To help your child avoid injury while playing football, follow these safety tips from the American Academy of Pediatrics, the American Academy of Orthopaedic Surgeons, the Centers for Disease Control and Prevention, and other sports and health organizations.

(Note: Adults should heed this safety guidance, too.)

  • Before your child starts a training program or plays competitive football, take him or her to the doctor for a physical exam. The doctor can help assess any special injury risks your child may have.

  • Make sure your child wears all the required safety gear every time he or she plays and practices. All tackle football players must wear: a helmet; pads for the shoulders, hips, tailbone, and knees; thigh guards; and a mouth guard with a keeper strap. Talk to your child's coach to find out what kind of cleats are recommended or required in your child's league. If your child wears glasses, talk to your eye doctor about special eyewear for sports.

  • Insist that your child warm up and stretch before playing.

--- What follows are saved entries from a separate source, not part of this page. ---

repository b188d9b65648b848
use std::collections::BTreeMap;
use std::sync::RwLock;

use async_trait::async_trait;

use super::{
    NewPlant, Plant, PlantGateway, PlantPatch, StorageError, StorageResult,
};

/// Process-local gateway for development and tests.
///
/// Ids come from a counter that only moves forward, so a deleted id is
/// never handed out again.
#[derive(Debug, Default)]
pub struct InMemoryPlantGateway {
    inner: RwLock<Store>,
}

#[derive(Debug, Default)]
struct Store {
    plants: BTreeMap<i32, Plant>,
    last_id: i32,
}

impl InMemoryPlantGateway {
    pub fn new() -> Self {
        Self::default()
    }
}

#[async_trait]
impl PlantGateway for InMemoryPlantGateway {
    async fn find_all(&self) -> StorageResult<Vec<Plant>> {
        let store = self.inner.read().map_err(|_| StorageError::Poisoned)?;
        Ok(store.plants.values().cloned().collect())
    }

    async fn find_by_id(&self, id: i32) -> StorageResult<Option<Plant>> {
        let store = self.inner.read().map_err(|_| StorageError::Poisoned)?;
        Ok(store.plants.get(&id).cloned())
    }

    async fn update(
        &self,
        id: i32,
        patch: PlantPatch,
    ) -> StorageResult<Option<Plant>> {
        let mut store =
            self.inner.write().map_err(|_| StorageError::Poisoned)?;
        Ok(store.plants.get_mut(&id).map(|plant| {
            patch.apply(plant);
            plant.clone()
        }))
    }

    async fn delete(&self, id: i32) -> StorageResult<bool> {
        let mut store =
            self.inner.write().map_err(|_| StorageError::Poisoned)?;
        Ok(store.plants.remove(&id).is_some())
    }

    async fn create(&self, plant: NewPlant) -> StorageResult<Plant> {
        let mut store =
            self.inner.write().map_err(|_| StorageError::Poisoned)?;
        store.last_id += 1;

        let plant = Plant {
            id: store.last_id,
            name: plant.name,
            image: plant.image,
            price: plant.price,
            is_in_stock: plant.is_in_stock,
        };
        store.plants.insert(plant.id, plant.clone());

        Ok(plant)
    }

    async fn ping(&self) -> StorageResult<()> {
        self.inner
            .read()
            .map(|_| ())
            .map_err(|_| StorageError::Poisoned)
    }
}
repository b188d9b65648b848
use uuid::Uuid;

use crate::metrics::ServerMetrics;
use crate::shared::errors::ApiError;

/// Handler error types that map onto an [`ApiError`] response.
pub trait IntoApiError {
    /// Label used for the `request_errors` counter.
    fn code(&self) -> &'static str;

    fn into_api_error(self) -> ApiError;
}

/// Records error metrics and converts handler errors to [`ApiError`].
pub struct ErrorRecorder<'a> {
    metrics: &'a ServerMetrics,
    handler_name: &'a str,
    request_id: &'a Uuid,
}

impl<'a> ErrorRecorder<'a> {
    pub fn new(
        metrics: &'a ServerMetrics,
        handler_name: &'a str,
        request_id: &'a Uuid,
    ) -> Self {
        Self {
            metrics,
            handler_name,
            request_id,
        }
    }

    pub fn record<E: IntoApiError>(&self, e: E) -> ApiError {
        let code = e.code();
        self.metrics.record_error(self.handler_name, code);
        tracing::info!(
            handler = self.handler_name,
            request_id = %self.request_id,
            error_code = code,
            "plant request failed",
        );
        e.into_api_error().with_request_id(*self.request_id)
    }
}
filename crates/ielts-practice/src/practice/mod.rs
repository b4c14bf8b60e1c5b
//! IELTS practice sessions: answer intake, objective grading, essay grading hand-off, and band
//! scoring.
//!
//! Scoring is computed on demand from a [`ResolvedSession`]; nothing derived from answers is
//! cached. Reading answers are compared against grading keys at submission, writing answers wait
//! for the external grader and surface as pending until it reports back.

pub mod domain;
pub mod grading;
pub mod repository;
pub mod router;
pub mod scoring;
pub mod service;

#[cfg(test)]
mod tests;

pub use domain::{
    Answer, AnswerId, Criterion, CriterionFeedback, DetailedFeedback, GradingKey, GradingState,
    PracticeSession, Question, QuestionGroup, QuestionGroupId, QuestionId, QuestionType,
    ResolvedGroup, ResolvedQuestion, ResolvedSession, ScoringType, Section, SessionId, UserId,
    DEFAULT_MAX_SCORE,
};
pub use grading::{
    DispatchError, EssayGrade, EssayGrader, GradeOutcome, GraderError, GradingDispatcher,
    GradingError, GradingRequest, GradingTask, GradingWorker, RetryPolicy,
};
pub use repository::{
    ContentRepository, GradeRecord, RepositoryError, SessionPage, SessionQuery,
    SessionRepository, SortOrder,
};
pub use router::{practice_router, USER_HEADER};
pub use scoring::{
    calculate_session_results, compare_answers, raw_score_to_band, PendingWritingPolicy,
    ScoreSummary, ScoringConfig, ScoringEngine, ScoringError,
};
pub use service::{
    resolve_session, AnswerSubmission, PracticeService, PracticeServiceError, PracticeSubmission,
    ResultsPage, ResultsQuery, SessionListing, SessionResults, SubmissionReceipt,
};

  • Teach your child not to play through pain. If your child gets injured, see your doctor. Follow all the doctor's orders for recovery, and get the doctor's OK before your child returns to play. This is especially important for brain injuries--getting a second brain injury before the first one has healed can be fatal.

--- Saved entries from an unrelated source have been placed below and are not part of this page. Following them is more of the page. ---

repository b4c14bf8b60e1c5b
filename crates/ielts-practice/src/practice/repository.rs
use serde::{Deserialize, Serialize};

use super::domain::{
    Answer, AnswerId, DetailedFeedback, GradingKey, PracticeSession, Question, QuestionGroup,
    QuestionGroupId, QuestionId, SessionId, UserId,
};

/// Read access to authored content: groups, their questions, and grading keys.
pub trait ContentRepository: Send + Sync {
    fn groups(&self, ids: &[QuestionGroupId]) -> Result<Vec<QuestionGroup>, RepositoryError>;
    fn questions_for_groups(
        &self,
        ids: &[QuestionGroupId],
    ) -> Result<Vec<Question>, RepositoryError>;
    fn question(&self, id: &QuestionId) -> Result<Option<Question>, RepositoryError>;
    fn grading_keys(&self, ids: &[QuestionId]) -> Result<Vec<GradingKey>, RepositoryError>;
}

/// Storage for sessions, their answers, and grader feedback.
pub trait SessionRepository: Send + Sync {
    fn insert_session(&self, session: PracticeSession) -> Result<PracticeSession, RepositoryError>;
    fn update_session(&self, session: PracticeSession) -> Result<(), RepositoryError>;
    fn fetch_session(&self, id: &SessionId) -> Result<Option<PracticeSession>, RepositoryError>;
    /// Removes the session together with its answers and feedback.
    fn delete_session(&self, id: &SessionId) -> Result<(), RepositoryError>;
    fn sessions_for_user(
        &self,
        user: &UserId,
        query: &SessionQuery,
    ) -> Result<SessionPage, RepositoryError>;

    fn insert_answer(&self, answer: Answer) -> Result<Answer, RepositoryError>;
    fn fetch_answer(&self, id: &AnswerId) -> Result<Option<Answer>, RepositoryError>;
    fn answers_for_session(&self, id: &SessionId) -> Result<Vec<Answer>, RepositoryError>;

    /// Attach a grader result to an ungraded answer. The first grade wins: returns `false` and
    /// leaves the stored score and feedback untouched when the answer is already graded.
    fn record_grade(&self, id: &AnswerId, grade: GradeRecord) -> Result<bool, RepositoryError>;
    /// Move an ungraded answer into the failed state. Graded answers are left untouched.
    fn mark_grading_failed(&self, id: &AnswerId, reason: String) -> Result<(), RepositoryError>;
    fn feedback_for_answers(
        &self,
        ids: &[AnswerId],
    ) -> Result<Vec<DetailedFeedback>, RepositoryError>;
}

/// Grader output persisted against an answer.
#[derive(Debug, Clone, PartialEq, Serialize, Deserialize)]
pub struct GradeRecord {
    pub score: f32,
    pub feedback: String,
    pub detailed: DetailedFeedback,
}

#[derive(Debug, Clone, Copy, Default, PartialEq, Eq, Serialize, Deserialize)]
#[serde(rename_all = "snake_case")]
pub enum SortOrder {
    #[serde(alias = "asc")]
    Ascending,
    #[default]
    #[serde(alias = "desc")]
    Descending,
}

/// Window over a user's sessions ordered by start time.
#[derive(Debug, Clone, PartialEq, Eq)]
pub struct SessionQuery {
    pub offset: usize,
    pub limit: usize,
    pub order: SortOrder,
}

#[derive(Debug, Clone, PartialEq)]
pub struct SessionPage {
    pub sessions: Vec<PracticeSession>,
    pub total_count: usize,
}

/// Error enumeration for repository failures.
#[derive(Debug, thiserror::Error)]
pub enum RepositoryError {
    #[error("record already exists")]
    Conflict,
    #[error("record not found")]
    NotFound,
    #[error("repository unavailable: {0}")]
    Unavailable(String),
}
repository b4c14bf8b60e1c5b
mod common;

  • Make sure first aid is available at all games and practices.

  • Talk to and watch your child's coach. Coaches should enforce all the rules of the game. They should never allow illegal blocking (pulling a player down by the knees or grabbing the face mask), tackling from behind, or "spearing" (using the top of the helmet to tackle). Coaches should also encourage safe play and understand the special injury risks that young players face.

  • Above all, keep football fun. Putting too much focus on winning can make your child push too hard and risk injury.

Whether your child plays football on an organized team or with a few friends in the park, there are still injury risks. Unfortunately, few children who play in backyard football games follow the safety rules observed in league play. As a parent, set rules for informal play, including these:

  • Wear helmets and pads.
  • Play only with children of similar size and age.
  • Play on grass, never in the street or in a parking lot.
  • Stick to touch or flag football--they can be less dangerous than tackle.

You can help reinforce these rules by setting a good example. When you play football--or any other sport--always follow the rules and wear appropriate safety gear.